# Radeon HD 6730M/6770M/7690M XT

## nvanwyen

.

I am setting up the Kernel for use with the AMD/ATI Radeon graphics card, for Xorg support. I am going through the Wiki and have a question I hope someone can help me out with. The card is detected as ...

```
$ lspci | grep -v vga

00:02.0 VGA compatible controller: Intel Corporation 2nd Generation Core Processor Family Integrated Graphics Controller (rev 09)

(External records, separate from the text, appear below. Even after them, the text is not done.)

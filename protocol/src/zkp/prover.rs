//! # Solvency Prover
//!
//! Proves `value >= threshold` without revealing `value`.
//!
//! ```text
//! Uninitialized ──initialize()──▶ Initializing ──▶ Ready(Live)
//!                                              └──▶ Ready(Simulated)
//! ```
//!
//! Initialization loads the backend circuit once, however many callers race
//! on it. A missing or broken backend downgrades to simulation unless the
//! configured [`SimulationPolicy`] is `Deny`.
//!
//! Feasibility is checked locally before the backend is touched: asking for
//! a proof of `50 >= 100` fails `ProofInfeasible` straight away, and the
//! error never mentions the private value.
//!
//! In simulated mode the public fields are reported faithfully, but there
//! is no zero-knowledge computation behind them and verification just reads
//! the claim back.

use chrono::{DateTime, Utc};
use parking_lot::Mutex;
use primitive_types::U256;
use serde::{Deserialize, Serialize};
use std::sync::Arc;
use tokio::sync::OnceCell;
use tracing::{debug, info, warn};

use super::backend::{BackendError, PrivateInputs, ProvingBackend, PublicInputs};
use crate::amount::{ensure_fits_field, to_le_bytes};
use crate::config::{ProverConfig, SimulationPolicy};
use crate::crypto::hash::domain_separated_hash;
use crate::error::{PrismError, PrismResult};
use crate::identity::Address;

const SIMULATED_PROOF_CONTEXT: &str = "prism v1 simulated solvency proof";

// ---------------------------------------------------------------------------
// State
// ---------------------------------------------------------------------------

/// How proofs are produced once the prover is ready.
#[derive(Debug, Clone, Copy, PartialEq, Eq, Hash, Serialize, Deserialize)]
#[serde(rename_all = "lowercase")]
pub enum ProverMode {
    Live,
    Simulated,
}

/// Where the prover is in its lifecycle.
#[derive(Debug, Clone, Copy, PartialEq, Eq, Serialize, Deserialize)]
#[serde(rename_all = "lowercase")]
pub enum ProverState {
    Uninitialized,
    Initializing,
    Ready(ProverMode),
}

/// Puts the state back to `Uninitialized` if initialization is dropped
/// half-way, e.g. by a caller's timeout.
struct ResetOnDrop<'a>(&'a Mutex<ProverState>);

impl Drop for ResetOnDrop<'_> {
    fn drop(&mut self) {
        let mut state = self.0.lock();
        if *state == ProverState::Initializing {
            *state = ProverState::Uninitialized;
        }
    }
}

// ---------------------------------------------------------------------------
// SolvencyProof
// ---------------------------------------------------------------------------

/// A proof that some private value meets a public threshold.
#[derive(Debug, Clone, PartialEq, Eq, Serialize, Deserialize)]
pub struct SolvencyProof {
    /// Opaque proof bytes (compressed Groth16 in live mode).
    #[serde(with = "crate::encoding::hex_bytes")]
    pub proof: Vec<u8>,
    pub public_inputs: PublicInputs,
    pub timestamp: DateTime<Utc>,
    pub mode: ProverMode,
    /// Backend that produced the proof (live only).
    pub backend_id: Option<String>,
}

impl SolvencyProof {
    pub fn is_solvent(&self) -> bool {
        self.public_inputs.is_solvent
    }

    pub fn threshold(&self) -> &U256 {
        &self.public_inputs.threshold
    }

    pub fn context(&self) -> Option<&Address> {
        self.public_inputs.context.as_ref()
    }
}

// ---------------------------------------------------------------------------
// SolvencyProver
// ---------------------------------------------------------------------------

/// Generates and verifies solvency proofs.
pub struct SolvencyProver {
    config: ProverConfig,
    backend: Option<Arc<dyn ProvingBackend>>,
    ready: OnceCell<ProverMode>,
    state: Mutex<ProverState>,
}

impl SolvencyProver {
    pub fn new(config: ProverConfig, backend: Option<Arc<dyn ProvingBackend>>) -> Self {
        Self {
            config,
            backend,
            ready: OnceCell::new(),
            state: Mutex::new(ProverState::Uninitialized),
        }
    }

    /// A prover with no backend that simulates.
    pub fn simulated() -> Self {
        Self::new(ProverConfig::default(), None)
    }

    /// Current lifecycle state.
    pub fn status(&self) -> ProverState {
        *self.state.lock()
    }

    /// Resolved mode, `None` until initialized.
    pub fn mode(&self) -> Option<ProverMode> {
        self.ready.get().copied()
    }

    /// Load the backend, once. Concurrent callers wait for the same result.
    ///
    /// Fails `CapabilityUnavailable` only when simulation is denied and no
    /// working backend is available; the prover then stays uninitialized
    /// and a later call retries.
    pub async fn initialize(&self) -> PrismResult<ProverMode> {
        self.ready
            .get_or_try_init(|| self.resolve_mode())
            .await
            .copied()
    }

    async fn resolve_mode(&self) -> PrismResult<ProverMode> {
        *self.state.lock() = ProverState::Initializing;
        let _reset = ResetOnDrop(&self.state);

        let result = match &self.backend {
            Some(backend) => match backend.load_circuit().await {
                Ok(()) => {
                    info!(backend = backend.name(), "solvency prover running live");
                    Ok(ProverMode::Live)
                }
                Err(e) => self.downgrade(format!("proving backend failed to load: {e}")),
            },
            None => self.downgrade("no proving backend configured".to_string()),
        };

        *self.state.lock() = match &result {
            Ok(mode) => ProverState::Ready(*mode),
            Err(_) => ProverState::Uninitialized,
        };
        result
    }

    fn downgrade(&self, reason: String) -> PrismResult<ProverMode> {
        match self.config.simulation {
            SimulationPolicy::Allow => {
                warn!(%reason, "solvency prover running simulated");
                Ok(ProverMode::Simulated)
            }
            SimulationPolicy::Deny => Err(PrismError::CapabilityUnavailable(reason)),
        }
    }

    fn live_backend(&self) -> PrismResult<&Arc<dyn ProvingBackend>> {
        self.backend
            .as_ref()
            .ok_or_else(|| PrismError::CapabilityUnavailable("no proving backend".into()))
    }

    /// Prove `actual_value >= threshold`.
    pub async fn generate_proof(
        &self,
        actual_value: &U256,
        threshold: &U256,
    ) -> PrismResult<SolvencyProof> {
        self.prove(actual_value, threshold, None).await
    }

    /// Prove `actual_value >= threshold`, bound to `context`.
    pub async fn generate_bound_proof(
        &self,
        actual_value: &U256,
        threshold: &U256,
        context: &Address,
    ) -> PrismResult<SolvencyProof> {
        self.prove(actual_value, threshold, Some(*context)).await
    }

    async fn prove(
        &self,
        actual_value: &U256,
        threshold: &U256,
        context: Option<Address>,
    ) -> PrismResult<SolvencyProof> {
        ensure_fits_field(actual_value)?;
        ensure_fits_field(threshold)?;
        if actual_value < threshold {
            return Err(PrismError::ProofInfeasible {
                threshold: threshold.to_string(),
            });
        }

        let mode = self.initialize().await?;
        let public_inputs = PublicInputs {
            threshold: *threshold,
            is_solvent: true,
            context,
        };

        let (proof, backend_id) = match mode {
            ProverMode::Live => {
                let backend = self.live_backend()?;
                let private = PrivateInputs {
                    value: *actual_value,
                };
                let bytes = backend.prove(&private, &public_inputs).await?;
                (bytes, Some(backend.name().to_string()))
            }
            ProverMode::Simulated => (simulated_proof_bytes(&public_inputs), None),
        };

        debug!(threshold = %threshold, ?mode, bound = context.is_some(), "solvency proof generated");

        Ok(SolvencyProof {
            proof,
            public_inputs,
            timestamp: Utc::now(),
            mode,
            backend_id,
        })
    }

    /// Check a proof.
    ///
    /// Live: the proof bytes must verify against the public inputs *and*
    /// claim solvency, so a flipped flag comes back `false`. Simulated: the
    /// claim is returned as-is.
    pub async fn verify_proof(&self, proof: &SolvencyProof) -> PrismResult<bool> {
        match self.initialize().await? {
            ProverMode::Simulated => Ok(proof.is_solvent()),
            ProverMode::Live => {
                let backend = self.live_backend()?;
                match backend.verify(&proof.proof, &proof.public_inputs).await {
                    Ok(valid) => Ok(valid && proof.is_solvent()),
                    Err(BackendError::MalformedProof(reason)) => {
                        debug!(%reason, "proof bytes rejected");
                        Ok(false)
                    }
                    Err(e) => Err(e.into()),
                }
            }
        }
    }
}

/// Placeholder bytes for simulated proofs: a digest of the public inputs,
/// so two simulated proofs for the same claim look alike and nothing else
/// can be read out of them.
fn simulated_proof_bytes(public: &PublicInputs) -> Vec<u8> {
    let mut data = to_le_bytes(&public.threshold).to_vec();
    if let Some(ctx) = &public.context {
        data.extend_from_slice(ctx.as_bytes());
    }
    domain_separated_hash(SIMULATED_PROOF_CONTEXT, &data).to_vec()
}

// ---------------------------------------------------------------------------
// Tests
// ---------------------------------------------------------------------------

01:00.0 VGA compatible controller: Advanced Micro Devices, Inc. [AMD/ATI] Whistler [Radeon HD 6730M/6770M/7690M XT]
```

In looking at the Gentoo documentation, I can see that it is part of the Northern Islands r600 family. However, I cannot determine the firmware files needed, because the table skips from the TURKS HD6670 to the BARTS HD6790. I do see references to "HD67xxM" in BARTS, but since BARTS does not list in conjunction the "7690M" seris I'm unsure if this is the correct set of bin files needed.

Can someone point me in the right direction or provide guidance in figuring out which bin files are needed?

Thank you

.

----------

## VoidMage

Going by wikipedia page, it seems to be TURKS.

But you could just install whole set and check which got loaded.

----------

## nvanwyen

.

I think you're right, I'll just have to see which one gets loaded and dial back once I know

.

----------

## Hu

You could also install none of them and judge from the error messages what the kernel would have used, then add those.

----------